Волгина Лариса Ивановна

Карлсдоттир, которая живет на крыше

Я сижу на краю крыши, свесив ноги. Дом высокий, в шесть этажей, но я не боюсь высоты. Здесь, наверху, мне хорошо. Здесь тихо и спокойно, уличный шум едва доносится сюда, ослабленный расстоянием. А главное, здесь меня никто не видит. И сама себя я тоже не вижу - у меня здесь нет ни зеркал, ни даже просто стекол, в которых можно было бы случайно отразиться. Ненавижу свое лицо - вернее, то, что у меня вместо лица.

Сверху мне хорошо видна улица - машины, люди, светофоры, фонари... Часами могу разглядывать все это, и мне не скучно. А когда надоедает, я перевожу взгляд на небо - то безмятежно-голубое, то низкое и серое. В небе вьются ласточки, порой проносясь прямо перед моим лицом, и кружатся большие белые чайки, иной раз пролетают аисты, а весной и осенью тянутся длинные караваны перелетных птиц...

Издалека доносится густое басовитое жужжание, словно сюда, на такую немыслимую для него высоту, вдруг залетел большой майский жук. Но сейчас не май, и жужжание, постепенно приближаясь, становится все громче и громче, чтобы затихнуть за моей спиной.

- Привет, подружка!

- Ну, здравствуй, Карлсон! - говорю я, наконец обернувшись. На крыше рядом со мной стоит невысокий человек в клетчатых штанах и с пропеллером за спиной.

- Здравствуй, Карлсдоттир! - Карлсон произносит эти слова с насмешкой в голосе. - И не надоела тебе эта дурацкая кличка? Давай придумаем тебе нормальное имя! Гюль-фия, например!

Я невольно улыбаюсь. Мы спорим на эту тему уже, наверное, в сотый раз и уже наперед знаем аргументы друг друга.

- Кличка дурацкая, да. Но другой у меня нет, уж извини. Имя нельзя придумать, его должны дать родители. А мне отец не дал ни имени, ни лица.

- Ну, знаешь, его в этом винить нельзя! Он, я так думаю, не планировал вот так вдруг взять и умереть от разрыва сердца.

Карлсон прав, а я не права, я это знаю. И все равно ненавижу отца - за ту дурацкую маску, что у меня вместо лица, за ту дурацкую кличку, которой пользуюсь вместо имени.

- Ну не планировал, пусть. Но все равно - мне не дали имени, значит, у меня его нет. А Карлсдоттир... Раз моего отца звали Карло, значит, на такое имя я имею право.

Мой друг не умеет долго говорить об одном и том же.

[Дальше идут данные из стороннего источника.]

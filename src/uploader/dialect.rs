use serde_json::{json, Map, Value};
use std::fmt;
use std::str::FromStr;

use crate::errors::{AppError, AppResult};

/// Chat bridge implementations we know how to talk to.
///
/// They share the OneBot upload endpoints but disagree on how a group
/// folder is created.
#[derive(Debug, Clone, Copy, PartialEq, Eq, Hash)]
pub enum PlatformDialect {
    NapCat,
    LLOneBot,
    Lagrange,
}

/// Field layout of a `create_group_file_folder` request
#[derive(Debug, Clone, Copy, PartialEq, Eq)]
pub struct FolderRequestShape {
    pub name_field: &'static str,
    pub parent_id: Option<&'static str>,
}

impl PlatformDialect {
    pub const ALL: [PlatformDialect; 3] = [
        PlatformDialect::NapCat,
        PlatformDialect::LLOneBot,
        PlatformDialect::Lagrange,
    ];

    pub fn identifier(self) -> &'static str {
        match self {
            PlatformDialect::NapCat => "napcat",
            PlatformDialect::LLOneBot => "llonebot",
            PlatformDialect::Lagrange => "lagrange",
        }
    }

    pub fn folder_request_shape(self) -> FolderRequestShape {
        match self {
            PlatformDialect::NapCat => FolderRequestShape {
                name_field: "folder_name",
                parent_id: None,
            },
            PlatformDialect::LLOneBot => FolderRequestShape {
                name_field: "name",
                parent_id: None,
            },
            PlatformDialect::Lagrange => FolderRequestShape {
                name_field: "name",
                parent_id: Some("/"),
            },
        }
    }

    /// Build the body for `create_group_file_folder`
    pub fn folder_creation_body(self, group_id: &str, folder_name: &str) -> Value {
        let shape = self.folder_request_shape();

        let mut body = Map::new();
        body.insert("group_id".to_string(), json!(group_id));
        body.insert(shape.name_field.to_string(), json!(folder_name));
        if let Some(parent_id) = shape.parent_id {
            body.insert("parent_id".to_string(), json!(parent_id));
        }

        Value::Object(body)
    }
}

impl FromStr for PlatformDialect {
    type Err = AppError;

    fn from_str(platform: &str) -> AppResult<Self> {
        PlatformDialect::ALL
            .into_iter()
            .find(|dialect| dialect.identifier() == platform)
            .ok_or_else(|| AppError::unsupported_dialect(platform))
    }
}

impl fmt::Display for PlatformDialect {
    fn fmt(&self, f: &mut fmt::Formatter<'_>) -> fmt::Result {
        f.write_str(self.identifier())
    }
}
use crate::errors::{AppError, AppResult};

use super::onebot_client::GroupFileApi;

/// Folder id meaning "top level of the group file area"
pub const ROOT_FOLDER: &str = "/";

/// How a folder id was obtained
#[derive(Debug, Clone, PartialEq, Eq)]
pub enum FolderResolution {
    Root,
    Existing(String),
    Created(String),
    /// Created without an id, then found by re-listing
    Reverified(String),
    /// Not found after creation; uploads go to the root instead
    RootFallback,
}

impl FolderResolution {
    pub fn folder_id(&self) -> &str {
        match self {
            FolderResolution::Existing(id)
            | FolderResolution::Created(id)
            | FolderResolution::Reverified(id) => id,
            FolderResolution::Root | FolderResolution::RootFallback => ROOT_FOLDER,
        }
    }

    pub fn into_folder_id(self) -> String {
        self.folder_id().to_string()
    }
}

enum ResolveState {
    Lookup,
    NotFound,
    CreateAttempted(Option<String>),
    Reverified(Option<String>),
}

/// Find `folder_name` in the group's root listing, creating it when missing.
///
/// Not safe against concurrent callers creating the same name; the bridge
/// may end up with duplicate folders.
pub async fn resolve_folder<A: GroupFileApi + ?Sized>(
    api: &A,
    group_id: &str,
    folder_name: &str,
) -> AppResult<FolderResolution> {
    if folder_name == ROOT_FOLDER {
        return Ok(FolderResolution::Root);
    }

    let mut state = ResolveState::Lookup;

    loop {
        state = match state {
            ResolveState::Lookup => {
                let listing = api.get_group_root_files(group_id).await?;
                match listing.find_folder(folder_name) {
                    Some(folder) => {
                        log::debug!(
                            "Found folder '{}' ({}) in group {}",
                            folder_name,
                            folder.folder_id,
                            group_id
                        );
                        return Ok(FolderResolution::Existing(folder.folder_id.clone()));
                    }
                    None => ResolveState::NotFound,
                }
            }
            ResolveState::NotFound => {
                log::info!("Creating folder '{}' in group {}", folder_name, group_id);
                let created = api.create_group_file_folder(group_id, folder_name).await?;
                ResolveState::CreateAttempted(created)
            }
            ResolveState::CreateAttempted(Some(folder_id)) => {
                return Ok(FolderResolution::Created(folder_id));
            }
            ResolveState::CreateAttempted(None) => {
                log::debug!(
                    "Bridge returned no id for new folder '{}', re-listing group {}",
                    folder_name,
                    group_id
                );
                let listing = api.get_group_root_files(group_id).await?;
                ResolveState::Reverified(
                    listing
                        .find_folder(folder_name)
                        .map(|folder| folder.folder_id.clone()),
                )
            }
            ResolveState::Reverified(Some(folder_id)) => {
                return Ok(FolderResolution::Reverified(folder_id));
            }
            ResolveState::Reverified(None) => {
                log::warn!(
                    "Folder '{}' still missing in group {} after creation, uploading to root",
                    folder_name,
                    group_id
                );
                return Ok(FolderResolution::RootFallback);
            }
        };
    }
}

/// Resolve to a folder id, optionally refusing the root fallback
pub async fn resolve_or_create_folder<A: GroupFileApi + ?Sized>(
    api: &A,
    group_id: &str,
    folder_name: &str,
    strict: bool,
) -> AppResult<String> {
    let resolution = resolve_folder(api, group_id, folder_name).await?;

    if strict && resolution == FolderResolution::RootFallback {
        return Err(AppError::folder_unresolved(group_id, folder_name));
    }

    Ok(resolution.into_folder_id())
}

- Ладно-ладно, имеешь, кто же против... Не злись, на вот лучше конфетку съешь!

- Да не нужны мне твои конфеты! Сам их ешь!

- Думаешь, я их так уж люблю?

- А зачем тогда у Малыша вымогаешь?

- Да не вымогаю я! Он сам мне дарит. Ему это нравится - что у него есть друг, которого можно угостить конфетами.

Карлсон со вздохом сует руку в карман и вытаскивает целую горсть конфет в разноцветных фантиках.

- А зачем именно конфеты? Раз ты их не любишь?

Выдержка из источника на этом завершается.